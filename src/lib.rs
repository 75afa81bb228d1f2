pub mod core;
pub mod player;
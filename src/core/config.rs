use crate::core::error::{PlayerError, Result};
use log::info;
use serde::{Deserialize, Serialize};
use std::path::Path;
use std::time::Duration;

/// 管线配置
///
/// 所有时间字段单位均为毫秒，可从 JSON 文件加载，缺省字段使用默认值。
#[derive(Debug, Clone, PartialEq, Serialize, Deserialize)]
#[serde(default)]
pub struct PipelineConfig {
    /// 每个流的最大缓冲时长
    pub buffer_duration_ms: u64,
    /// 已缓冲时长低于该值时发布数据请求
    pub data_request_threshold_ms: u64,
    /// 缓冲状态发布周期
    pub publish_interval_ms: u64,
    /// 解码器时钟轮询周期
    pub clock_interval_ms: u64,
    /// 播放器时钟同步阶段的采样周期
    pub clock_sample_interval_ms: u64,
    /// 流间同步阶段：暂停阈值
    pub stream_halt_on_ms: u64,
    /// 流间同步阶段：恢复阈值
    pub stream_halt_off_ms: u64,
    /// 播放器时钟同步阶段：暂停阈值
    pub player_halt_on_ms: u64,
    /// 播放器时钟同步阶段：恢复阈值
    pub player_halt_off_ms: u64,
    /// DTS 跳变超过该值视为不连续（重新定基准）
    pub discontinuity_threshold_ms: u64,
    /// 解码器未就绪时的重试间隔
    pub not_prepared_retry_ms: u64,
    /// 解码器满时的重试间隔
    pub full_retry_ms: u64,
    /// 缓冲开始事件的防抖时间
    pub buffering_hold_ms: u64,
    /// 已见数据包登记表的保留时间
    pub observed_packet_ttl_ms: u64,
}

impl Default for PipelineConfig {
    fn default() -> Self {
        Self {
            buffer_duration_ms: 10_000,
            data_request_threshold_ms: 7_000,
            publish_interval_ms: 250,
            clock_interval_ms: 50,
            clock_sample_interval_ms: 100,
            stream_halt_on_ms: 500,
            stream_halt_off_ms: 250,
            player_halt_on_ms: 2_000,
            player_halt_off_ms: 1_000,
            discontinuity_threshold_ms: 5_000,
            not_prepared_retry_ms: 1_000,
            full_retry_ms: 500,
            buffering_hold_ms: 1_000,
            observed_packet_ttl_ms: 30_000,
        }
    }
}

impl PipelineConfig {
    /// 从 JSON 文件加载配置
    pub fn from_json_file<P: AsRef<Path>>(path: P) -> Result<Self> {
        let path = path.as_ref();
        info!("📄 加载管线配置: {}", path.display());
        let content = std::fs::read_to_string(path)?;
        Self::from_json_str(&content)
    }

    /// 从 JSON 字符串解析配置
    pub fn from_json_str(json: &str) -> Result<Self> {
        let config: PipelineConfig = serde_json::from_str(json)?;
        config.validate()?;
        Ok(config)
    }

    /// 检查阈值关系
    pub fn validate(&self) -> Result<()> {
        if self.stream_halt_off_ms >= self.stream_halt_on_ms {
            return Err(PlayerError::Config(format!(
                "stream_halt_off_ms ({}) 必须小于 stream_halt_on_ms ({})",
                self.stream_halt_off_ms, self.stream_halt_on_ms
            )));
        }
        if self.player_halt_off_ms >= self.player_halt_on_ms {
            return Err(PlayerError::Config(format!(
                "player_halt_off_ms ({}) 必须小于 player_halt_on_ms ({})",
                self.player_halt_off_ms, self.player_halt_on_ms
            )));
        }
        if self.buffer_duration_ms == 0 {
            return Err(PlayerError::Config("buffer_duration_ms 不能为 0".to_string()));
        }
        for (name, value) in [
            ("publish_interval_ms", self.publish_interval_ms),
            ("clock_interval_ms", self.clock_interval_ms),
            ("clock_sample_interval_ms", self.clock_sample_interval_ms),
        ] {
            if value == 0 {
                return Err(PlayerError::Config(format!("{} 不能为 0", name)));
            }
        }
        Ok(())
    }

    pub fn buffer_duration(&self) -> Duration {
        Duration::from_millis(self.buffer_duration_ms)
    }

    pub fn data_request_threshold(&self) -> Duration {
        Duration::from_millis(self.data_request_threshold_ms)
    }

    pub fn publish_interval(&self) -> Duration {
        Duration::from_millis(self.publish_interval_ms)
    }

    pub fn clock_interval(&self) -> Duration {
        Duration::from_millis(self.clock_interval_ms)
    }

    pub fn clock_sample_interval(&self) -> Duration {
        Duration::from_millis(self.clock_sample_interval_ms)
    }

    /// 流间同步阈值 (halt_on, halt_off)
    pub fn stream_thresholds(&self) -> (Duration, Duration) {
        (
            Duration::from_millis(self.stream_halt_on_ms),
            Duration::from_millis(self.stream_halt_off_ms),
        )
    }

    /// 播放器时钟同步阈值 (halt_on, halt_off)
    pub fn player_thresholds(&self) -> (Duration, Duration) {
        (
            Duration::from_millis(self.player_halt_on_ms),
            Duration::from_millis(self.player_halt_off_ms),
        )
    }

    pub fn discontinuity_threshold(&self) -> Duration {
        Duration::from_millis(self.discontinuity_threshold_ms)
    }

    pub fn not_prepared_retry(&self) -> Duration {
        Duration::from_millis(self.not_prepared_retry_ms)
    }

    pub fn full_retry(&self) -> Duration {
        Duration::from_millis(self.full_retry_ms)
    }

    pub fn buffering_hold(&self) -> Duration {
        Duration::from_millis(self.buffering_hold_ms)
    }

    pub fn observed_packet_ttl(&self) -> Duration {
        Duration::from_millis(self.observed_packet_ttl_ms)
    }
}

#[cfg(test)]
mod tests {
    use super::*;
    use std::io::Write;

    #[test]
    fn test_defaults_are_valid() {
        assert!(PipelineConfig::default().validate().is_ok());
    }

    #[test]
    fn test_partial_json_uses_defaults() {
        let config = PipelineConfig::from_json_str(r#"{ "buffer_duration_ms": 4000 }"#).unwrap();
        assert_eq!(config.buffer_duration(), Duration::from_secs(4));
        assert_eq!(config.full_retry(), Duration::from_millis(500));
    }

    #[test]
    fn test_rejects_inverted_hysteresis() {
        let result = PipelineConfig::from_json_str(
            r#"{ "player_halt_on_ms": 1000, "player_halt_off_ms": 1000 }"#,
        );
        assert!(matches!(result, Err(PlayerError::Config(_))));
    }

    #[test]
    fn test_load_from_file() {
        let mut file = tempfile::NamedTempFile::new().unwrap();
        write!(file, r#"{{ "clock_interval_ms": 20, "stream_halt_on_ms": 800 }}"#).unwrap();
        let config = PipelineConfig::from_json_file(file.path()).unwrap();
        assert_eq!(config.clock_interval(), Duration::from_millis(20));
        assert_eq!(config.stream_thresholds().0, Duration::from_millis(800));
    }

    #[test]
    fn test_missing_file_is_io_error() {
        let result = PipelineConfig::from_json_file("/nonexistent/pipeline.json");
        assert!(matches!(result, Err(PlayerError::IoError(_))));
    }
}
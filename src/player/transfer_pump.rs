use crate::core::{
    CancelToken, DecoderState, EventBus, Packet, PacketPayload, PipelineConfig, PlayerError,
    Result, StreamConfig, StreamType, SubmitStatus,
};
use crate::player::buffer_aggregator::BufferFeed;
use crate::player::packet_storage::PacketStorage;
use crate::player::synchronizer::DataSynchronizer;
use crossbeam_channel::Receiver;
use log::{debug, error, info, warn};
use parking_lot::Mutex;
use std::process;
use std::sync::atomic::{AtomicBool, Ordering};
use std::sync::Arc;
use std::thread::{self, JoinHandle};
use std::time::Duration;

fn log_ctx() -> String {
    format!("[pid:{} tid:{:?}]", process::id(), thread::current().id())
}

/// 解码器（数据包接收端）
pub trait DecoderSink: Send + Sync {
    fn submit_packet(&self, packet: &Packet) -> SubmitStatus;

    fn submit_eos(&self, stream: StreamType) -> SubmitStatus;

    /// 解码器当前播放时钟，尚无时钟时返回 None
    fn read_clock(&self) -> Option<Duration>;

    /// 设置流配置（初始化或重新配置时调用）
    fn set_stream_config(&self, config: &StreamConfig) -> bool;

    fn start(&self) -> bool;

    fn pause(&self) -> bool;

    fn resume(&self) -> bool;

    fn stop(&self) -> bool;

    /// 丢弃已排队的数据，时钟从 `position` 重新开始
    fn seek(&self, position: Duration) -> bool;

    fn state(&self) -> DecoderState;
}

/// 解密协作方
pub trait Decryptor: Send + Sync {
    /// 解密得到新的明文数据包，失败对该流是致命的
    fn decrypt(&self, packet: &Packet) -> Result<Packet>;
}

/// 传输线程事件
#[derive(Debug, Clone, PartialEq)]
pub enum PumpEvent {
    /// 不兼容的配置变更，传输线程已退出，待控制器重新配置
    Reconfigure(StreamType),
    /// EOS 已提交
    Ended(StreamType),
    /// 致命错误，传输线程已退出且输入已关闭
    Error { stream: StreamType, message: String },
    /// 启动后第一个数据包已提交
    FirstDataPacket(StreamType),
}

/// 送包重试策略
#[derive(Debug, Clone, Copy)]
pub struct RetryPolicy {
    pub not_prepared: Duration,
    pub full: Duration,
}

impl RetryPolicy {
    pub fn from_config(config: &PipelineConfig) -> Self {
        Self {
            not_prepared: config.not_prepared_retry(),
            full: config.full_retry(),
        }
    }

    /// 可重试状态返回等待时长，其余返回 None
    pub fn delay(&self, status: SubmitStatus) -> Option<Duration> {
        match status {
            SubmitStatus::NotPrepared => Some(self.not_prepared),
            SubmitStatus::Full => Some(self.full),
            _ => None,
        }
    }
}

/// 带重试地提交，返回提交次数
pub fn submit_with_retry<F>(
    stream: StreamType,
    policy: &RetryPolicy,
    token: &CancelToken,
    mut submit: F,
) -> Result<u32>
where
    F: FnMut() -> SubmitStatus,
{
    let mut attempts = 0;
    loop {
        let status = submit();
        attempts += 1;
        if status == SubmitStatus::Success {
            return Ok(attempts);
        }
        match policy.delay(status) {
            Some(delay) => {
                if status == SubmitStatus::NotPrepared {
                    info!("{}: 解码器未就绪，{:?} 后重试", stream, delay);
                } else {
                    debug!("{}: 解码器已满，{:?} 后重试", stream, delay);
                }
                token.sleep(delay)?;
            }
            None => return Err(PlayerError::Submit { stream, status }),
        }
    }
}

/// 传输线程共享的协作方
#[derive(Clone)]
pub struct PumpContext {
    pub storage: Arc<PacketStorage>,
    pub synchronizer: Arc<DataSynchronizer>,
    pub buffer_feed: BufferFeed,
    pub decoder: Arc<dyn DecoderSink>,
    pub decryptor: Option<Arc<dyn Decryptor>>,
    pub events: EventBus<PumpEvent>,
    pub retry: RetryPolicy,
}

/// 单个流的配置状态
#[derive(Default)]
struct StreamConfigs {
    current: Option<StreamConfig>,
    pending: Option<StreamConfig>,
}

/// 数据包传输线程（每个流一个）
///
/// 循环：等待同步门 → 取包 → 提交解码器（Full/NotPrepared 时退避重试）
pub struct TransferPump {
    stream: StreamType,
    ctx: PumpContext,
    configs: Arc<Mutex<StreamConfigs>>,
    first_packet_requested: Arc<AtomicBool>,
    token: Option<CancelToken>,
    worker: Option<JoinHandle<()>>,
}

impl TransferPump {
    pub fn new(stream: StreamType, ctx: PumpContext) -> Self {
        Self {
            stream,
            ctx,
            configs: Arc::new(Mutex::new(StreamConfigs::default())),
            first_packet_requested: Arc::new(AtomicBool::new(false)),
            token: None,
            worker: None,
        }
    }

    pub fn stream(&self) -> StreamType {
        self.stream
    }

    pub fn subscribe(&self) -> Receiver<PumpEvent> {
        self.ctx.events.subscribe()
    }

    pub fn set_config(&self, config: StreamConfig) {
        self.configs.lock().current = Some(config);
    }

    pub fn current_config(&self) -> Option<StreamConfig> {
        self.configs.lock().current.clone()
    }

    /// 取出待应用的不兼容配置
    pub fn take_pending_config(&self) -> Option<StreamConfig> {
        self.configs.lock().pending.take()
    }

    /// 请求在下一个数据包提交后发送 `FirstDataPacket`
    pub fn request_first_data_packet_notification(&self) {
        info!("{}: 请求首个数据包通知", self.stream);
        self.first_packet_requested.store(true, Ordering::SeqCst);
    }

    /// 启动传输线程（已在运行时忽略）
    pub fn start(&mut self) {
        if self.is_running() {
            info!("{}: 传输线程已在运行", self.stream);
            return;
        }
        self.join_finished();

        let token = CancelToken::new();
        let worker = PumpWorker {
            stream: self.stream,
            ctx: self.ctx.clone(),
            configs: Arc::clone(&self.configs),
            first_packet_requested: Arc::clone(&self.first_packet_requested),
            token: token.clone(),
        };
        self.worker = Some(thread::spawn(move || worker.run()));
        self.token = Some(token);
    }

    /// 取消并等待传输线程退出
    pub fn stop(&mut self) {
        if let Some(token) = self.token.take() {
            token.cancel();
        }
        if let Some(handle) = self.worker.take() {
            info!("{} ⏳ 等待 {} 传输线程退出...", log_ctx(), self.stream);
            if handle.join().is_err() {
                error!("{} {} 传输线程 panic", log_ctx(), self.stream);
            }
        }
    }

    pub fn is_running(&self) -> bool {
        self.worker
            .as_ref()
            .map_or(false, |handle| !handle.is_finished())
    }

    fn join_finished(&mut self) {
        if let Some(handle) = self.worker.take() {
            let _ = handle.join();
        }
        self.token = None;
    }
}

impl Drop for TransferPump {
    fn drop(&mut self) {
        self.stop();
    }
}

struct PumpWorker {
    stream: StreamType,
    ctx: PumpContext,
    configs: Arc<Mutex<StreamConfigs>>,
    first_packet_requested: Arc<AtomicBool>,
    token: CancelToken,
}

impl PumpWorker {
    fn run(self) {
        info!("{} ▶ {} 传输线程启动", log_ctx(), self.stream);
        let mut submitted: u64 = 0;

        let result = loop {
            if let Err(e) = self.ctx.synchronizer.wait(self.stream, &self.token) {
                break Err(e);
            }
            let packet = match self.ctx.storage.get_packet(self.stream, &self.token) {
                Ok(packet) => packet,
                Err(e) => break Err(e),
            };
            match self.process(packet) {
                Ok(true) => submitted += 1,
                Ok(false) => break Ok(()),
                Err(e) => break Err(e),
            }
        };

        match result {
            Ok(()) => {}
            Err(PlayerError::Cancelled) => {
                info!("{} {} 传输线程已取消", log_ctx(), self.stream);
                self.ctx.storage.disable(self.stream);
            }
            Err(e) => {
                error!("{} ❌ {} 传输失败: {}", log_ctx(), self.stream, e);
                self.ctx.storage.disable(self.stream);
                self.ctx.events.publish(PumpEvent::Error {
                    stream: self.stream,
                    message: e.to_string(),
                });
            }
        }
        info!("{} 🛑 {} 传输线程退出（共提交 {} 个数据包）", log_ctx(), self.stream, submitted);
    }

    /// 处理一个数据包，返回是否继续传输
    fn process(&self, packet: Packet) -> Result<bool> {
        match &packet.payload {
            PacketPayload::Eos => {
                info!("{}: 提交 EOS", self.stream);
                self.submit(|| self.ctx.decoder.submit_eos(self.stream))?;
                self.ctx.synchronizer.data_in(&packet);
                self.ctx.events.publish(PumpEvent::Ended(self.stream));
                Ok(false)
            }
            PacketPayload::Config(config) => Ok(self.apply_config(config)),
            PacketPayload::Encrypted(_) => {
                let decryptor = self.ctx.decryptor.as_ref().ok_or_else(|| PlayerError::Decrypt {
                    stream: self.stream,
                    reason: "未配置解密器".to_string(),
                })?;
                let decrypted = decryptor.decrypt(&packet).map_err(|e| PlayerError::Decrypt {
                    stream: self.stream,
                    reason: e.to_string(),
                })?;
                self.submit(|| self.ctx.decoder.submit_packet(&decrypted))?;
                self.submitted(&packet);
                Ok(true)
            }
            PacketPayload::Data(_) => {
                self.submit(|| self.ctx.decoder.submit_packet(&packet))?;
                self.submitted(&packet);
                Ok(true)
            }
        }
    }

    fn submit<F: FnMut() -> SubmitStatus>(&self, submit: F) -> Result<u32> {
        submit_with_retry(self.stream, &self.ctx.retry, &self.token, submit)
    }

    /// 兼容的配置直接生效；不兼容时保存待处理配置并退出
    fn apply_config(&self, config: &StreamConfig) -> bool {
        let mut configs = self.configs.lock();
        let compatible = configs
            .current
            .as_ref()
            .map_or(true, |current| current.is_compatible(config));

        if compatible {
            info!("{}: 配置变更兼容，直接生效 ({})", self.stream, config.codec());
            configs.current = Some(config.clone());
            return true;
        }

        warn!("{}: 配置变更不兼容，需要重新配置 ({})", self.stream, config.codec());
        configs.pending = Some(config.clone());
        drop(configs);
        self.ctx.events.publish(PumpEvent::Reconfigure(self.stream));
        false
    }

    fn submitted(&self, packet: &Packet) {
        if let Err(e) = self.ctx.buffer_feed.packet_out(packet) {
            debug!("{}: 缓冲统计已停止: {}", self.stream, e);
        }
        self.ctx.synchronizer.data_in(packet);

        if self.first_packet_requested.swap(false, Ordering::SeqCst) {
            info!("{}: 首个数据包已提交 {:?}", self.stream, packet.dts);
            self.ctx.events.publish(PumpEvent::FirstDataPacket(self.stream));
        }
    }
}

→ Work task: Copy out each line of the listing where the string "DataSynchronizer" appears.

→ Output below:
use crate::player::synchronizer::DataSynchronizer;
    pub synchronizer: Arc<DataSynchronizer>,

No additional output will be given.